=== Begin Enclosure ===

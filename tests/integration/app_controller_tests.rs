/*!
 * Integration tests for the application controller
 */

use anyhow::Result;
use subfx::app_config::Config;
use subfx::app_controller::{Controller, RenderOutcome};
use subfx::errors::{AppError, TranscriptError};
use subfx::style::{Canvas, StyleConfig};
use crate::common;

fn seeded_controller() -> Result<Controller> {
    Ok(Controller::with_config(Config {
        seed: Some(21),
        ..Default::default()
    })?)
}

#[test]
fn test_withConfig_withInvalidConfig_shouldFail() {
    let config = Config {
        canvas: Canvas { width: 1920, height: 0 },
        ..Default::default()
    };
    assert!(matches!(Controller::with_config(config), Err(AppError::Config(_))));
}

#[test]
fn test_resolveStyle_shouldPreferCliThenStyleThenConfig() -> Result<()> {
    let controller = seeded_controller()?;

    let from_config = controller.resolve_style(StyleConfig::default(), None);
    assert_eq!(from_config.preset_id(), "word-pop");
    assert_eq!(from_config.font.as_deref(), Some("Komika Axis"));

    let from_style = controller.resolve_style(
        StyleConfig {
            id: Some("neon-sign".to_string()),
            ..Default::default()
        },
        None,
    );
    assert_eq!(from_style.preset_id(), "neon-sign");
    assert_eq!(from_style.font_size, Some(64));

    let from_cli = controller.resolve_style(
        StyleConfig {
            id: Some("neon-sign".to_string()),
            font: Some("Poppins".to_string()),
            ..Default::default()
        },
        Some("zoom-burst"),
    );
    assert_eq!(from_cli.preset_id(), "zoom-burst");
    assert_eq!(from_cli.font.as_deref(), Some("Poppins"));
    assert_eq!(from_cli.primary_color.as_deref(), Some("#FF69B4"));
    Ok(())
}

#[test]
fn test_run_withTranscript_shouldWriteNextToInput() -> Result<()> {
    common::init_logging();
    let temp_dir = common::create_temp_dir()?;
    let transcript = common::create_test_transcript(temp_dir.path(), "talk.json")?;
    let controller = seeded_controller()?;
    let style = controller.resolve_style(StyleConfig::default(), Some("karaoke-classic"));

    let outcome = controller.run(&transcript, None, &style, false)?;
    let expected_path = temp_dir.path().join("talk.karaoke-classic.ass");
    assert_eq!(outcome, RenderOutcome::Written { path: expected_path.clone(), events: 4 });

    let script = std::fs::read_to_string(&expected_path)?;
    assert!(script.contains("Style: Default, Marble, 62, &H00FFFFFF,"));
    assert_eq!(common::dialogue_lines(&script).len(), 4);
    Ok(())
}

#[test]
fn test_run_withExistingOutput_shouldSkipUnlessForced() -> Result<()> {
    let temp_dir = common::create_temp_dir()?;
    let transcript = common::create_test_transcript(temp_dir.path(), "talk.json")?;
    let output = common::create_test_file(temp_dir.path(), "custom.ass", "keep me")?;
    let controller = seeded_controller()?;
    let style = controller.resolve_style(StyleConfig::default(), None);

    let skipped = controller.run(&transcript, Some(output.clone()), &style, false)?;
    assert_eq!(skipped, RenderOutcome::Skipped(output.clone()));
    assert_eq!(std::fs::read_to_string(&output)?, "keep me");

    let written = controller.run(&transcript, Some(output.clone()), &style, true)?;
    assert!(matches!(written, RenderOutcome::Written { events: 4, .. }));
    assert!(std::fs::read_to_string(&output)?.starts_with("[Script Info]"));
    Ok(())
}

#[test]
fn test_run_withMalformedTranscript_shouldFail() -> Result<()> {
    let temp_dir = common::create_temp_dir()?;
    let broken = common::create_test_file(temp_dir.path(), "broken.json", "[{\"text\": \"a\"}")?;
    let controller = seeded_controller()?;

    let error = controller.run(&broken, None, &StyleConfig::default(), false).unwrap_err();
    assert!(matches!(error, AppError::Transcript(TranscriptError::Parse(_))));
    assert!(!temp_dir.path().join("broken.word-pop.ass").exists());
    Ok(())
}

#[test]
fn test_runFolder_shouldRenderOnlyTranscripts() -> Result<()> {
    let temp_dir = common::create_temp_dir()?;
    common::create_test_transcript(temp_dir.path(), "one.json")?;
    common::create_test_transcript(temp_dir.path(), "nested/two.json")?;
    common::create_test_file(temp_dir.path(), "settings.json", r#"{"seed": 4}"#)?;
    let controller = seeded_controller()?;
    let style = controller.resolve_style(StyleConfig::default(), Some("fade-in-out"));

    let outcomes = controller.run_folder(temp_dir.path(), &style, false)?;
    assert_eq!(outcomes.len(), 2);
    assert!(temp_dir.path().join("one.fade-in-out.ass").exists());
    assert!(temp_dir.path().join("nested").join("two.fade-in-out.ass").exists());
    assert!(!temp_dir.path().join("settings.fade-in-out.ass").exists());

    let rerun = controller.run_folder(temp_dir.path(), &style, false)?;
    assert!(rerun.iter().all(|outcome| matches!(outcome, RenderOutcome::Skipped(_))));
    Ok(())
}

#[test]
fn test_runFolder_withMissingDir_shouldFail() -> Result<()> {
    let controller = seeded_controller()?;
    let result = controller.run_folder(std::path::Path::new("./no_such_transcripts_dir"), &StyleConfig::default(), false);
    assert!(matches!(result, Err(AppError::File(_))));
    Ok(())
}

#[test]
fn test_resolveStyle_withUnknownPreset_shouldRenderLikeWordPop() -> Result<()> {
    let controller = seeded_controller()?;
    let words = common::sample_words();

    let unknown = controller.resolve_style(StyleConfig::default(), Some("does-not-exist"));
    let word_pop = controller.resolve_style(StyleConfig::default(), Some("word-pop"));
    assert_eq!(unknown.preset_id(), "does-not-exist");
    assert_eq!(unknown.font, word_pop.font);
    assert_eq!(unknown.font_size, word_pop.font_size);
    assert_eq!(unknown.outline_color, word_pop.outline_color);

    let unknown_ass = controller
        .renderer()
        .render_with_rng(&words, &unknown, &mut common::seeded_rng(3));
    let word_pop_ass = controller
        .renderer()
        .render_with_rng(&words, &word_pop, &mut common::seeded_rng(3));
    assert_eq!(unknown_ass, word_pop_ass);
    Ok(())
}

#[test]
fn test_resolveStyle_withUnknownPresetOverCatalogStyle_shouldKeepExplicitFields() -> Result<()> {
    let controller = seeded_controller()?;
    let style = controller.resolve_style(
        StyleConfig {
            font: Some("Poppins".to_string()),
            ..Default::default()
        },
        Some("does-not-exist"),
    );
    assert_eq!(style.font.as_deref(), Some("Poppins"));
    assert_eq!(style.outline_color.as_deref(), Some("#333333"));
    Ok(())
}

#[test]
fn test_runFolder_withReorderedTranscriptKeys_shouldRenderIt() -> Result<()> {
    let temp_dir = common::create_temp_dir()?;
    common::create_test_file(
        temp_dir.path(),
        "aligned.json",
        r#"[{"start": 0.0, "end": 0.5, "text": "Hi"}, {"start": 0.5, "end": 1.0, "text": "there"}]"#,
    )?;
    common::create_test_file(temp_dir.path(), "settings.json", r#"{"text": "x", "start": "later"}"#)?;
    let controller = seeded_controller()?;
    let style = controller.resolve_style(StyleConfig::default(), None);

    let outcomes = controller.run_folder(temp_dir.path(), &style, false)?;
    assert_eq!(outcomes.len(), 1);
    let script = std::fs::read_to_string(temp_dir.path().join("aligned.word-pop.ass"))?;
    assert_eq!(common::dialogue_lines(&script).len(), 2);
    assert!(!temp_dir.path().join("settings.word-pop.ass").exists());
    Ok(())
}
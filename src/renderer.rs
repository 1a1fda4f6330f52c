/*!
 * Render entry point.
 *
 * A render call turns a word list and a style into a complete ASS script:
 * the anchor is computed once, the preset is resolved once, and every event
 * the preset emits is appended to the document in order.
 */

use log::debug;
use rand::rngs::StdRng;
use rand::{RngCore, SeedableRng};
use crate::dispatch::PresetRegistry;
use crate::document::{build_header, Document};
use crate::style::{Anchor, Canvas, StyleConfig};
use crate::transcript::Word;

/// Geometry and randomness settings for a render call
#[derive(Debug, Clone, Copy, PartialEq, Eq)]
pub struct RenderOptions {
    /// Output canvas (PlayResX/PlayResY)
    pub canvas: Canvas,

    /// Distance of top/bottom anchors from the canvas edge
    pub edge_margin: u32,

    /// Fixed seed for reproducible particle layouts
    pub seed: Option<u64>,
}

impl Default for RenderOptions {
    fn default() -> Self {
        Self {
            canvas: Canvas::default(),
            edge_margin: 150,
            seed: None,
        }
    }
}

/// Subtitle effect renderer
#[derive(Debug, Default)]
pub struct Renderer {
    options: RenderOptions,
    registry: PresetRegistry,
}

impl Renderer {
    /// Renderer with the built-in presets
    pub fn new(options: RenderOptions) -> Self {
        Self::with_registry(options, PresetRegistry::builtin())
    }

    /// Renderer with a caller-supplied preset registry
    pub fn with_registry(options: RenderOptions, registry: PresetRegistry) -> Self {
        Self { options, registry }
    }

    pub fn options(&self) -> &RenderOptions {
        &self.options
    }

    pub fn registry(&self) -> &PresetRegistry {
        &self.registry
    }

    /// Render to ASS text
    pub fn render(&self, words: &[Word], style: &StyleConfig) -> String {
        self.render_document(words, style).to_ass()
    }

    /// Render to ASS text using the given random source
    pub fn render_with_rng(&self, words: &[Word], style: &StyleConfig, rng: &mut dyn RngCore) -> String {
        self.render_document_with_rng(words, style, rng).to_ass()
    }

    /// Render to a structured document
    pub fn render_document(&self, words: &[Word], style: &StyleConfig) -> Document {
        let mut rng = self.make_rng();
        self.render_document_with_rng(words, style, &mut rng)
    }

    /// Render to a structured document using the given random source
    pub fn render_document_with_rng(&self, words: &[Word], style: &StyleConfig, rng: &mut dyn RngCore) -> Document {
        let canvas = self.options.canvas;
        let anchor = Anchor::locate(style.placement(), canvas, self.options.edge_margin);
        let preset = self.registry.resolve(style.preset_id());

        let mut document = Document::new(build_header(style, canvas));
        document.extend(preset.render(words, anchor, rng));

        debug!(
            "Rendered '{}' for {} words into {} events (anchor {},{})",
            style.preset_id(),
            words.len(),
            document.dialogue_count(),
            anchor.x,
            anchor.y
        );
        document
    }

    // @returns: Seeded rng when configured, OS entropy otherwise
    fn make_rng(&self) -> StdRng {
        match self.options.seed {
            Some(seed) => StdRng::seed_from_u64(seed),
            None => StdRng::from_os_rng(),
        }
    }
}

/// Render with default options and the built-in presets
pub fn render(words: &[Word], style: &StyleConfig) -> String {
    Renderer::default().render(words, style)
}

=== End Enclosure ===

**Problem**
All that is needed is the exact run of lines above from the line containing "Some(output.clone()), &style, false)?;" through the line containing "None, &StyleConfig::default(), false).unwrap_err();", both of them included.

**Exercise answer**
    let skipped = controller.run(&transcript, Some(output.clone()), &style, false)?;
    assert_eq!(skipped, RenderOutcome::Skipped(output.clone()));
    assert_eq!(std::fs::read_to_string(&output)?, "keep me");

    let written = controller.run(&transcript, Some(output.clone()), &style, true)?;
    assert!(matches!(written, RenderOutcome::Written { events: 4, .. }));
    assert!(std::fs::read_to_string(&output)?.starts_with("[Script Info]"));
    Ok(())
}

#[test]
fn test_run_withMalformedTranscript_shouldFail() -> Result<()> {
    let temp_dir = common::create_temp_dir()?;
    let broken = common::create_test_file(temp_dir.path(), "broken.json", "[{\"text\": \"a\"}")?;
    let controller = seeded_controller()?;

    let error = controller.run(&broken, None, &StyleConfig::default(), false).unwrap_err();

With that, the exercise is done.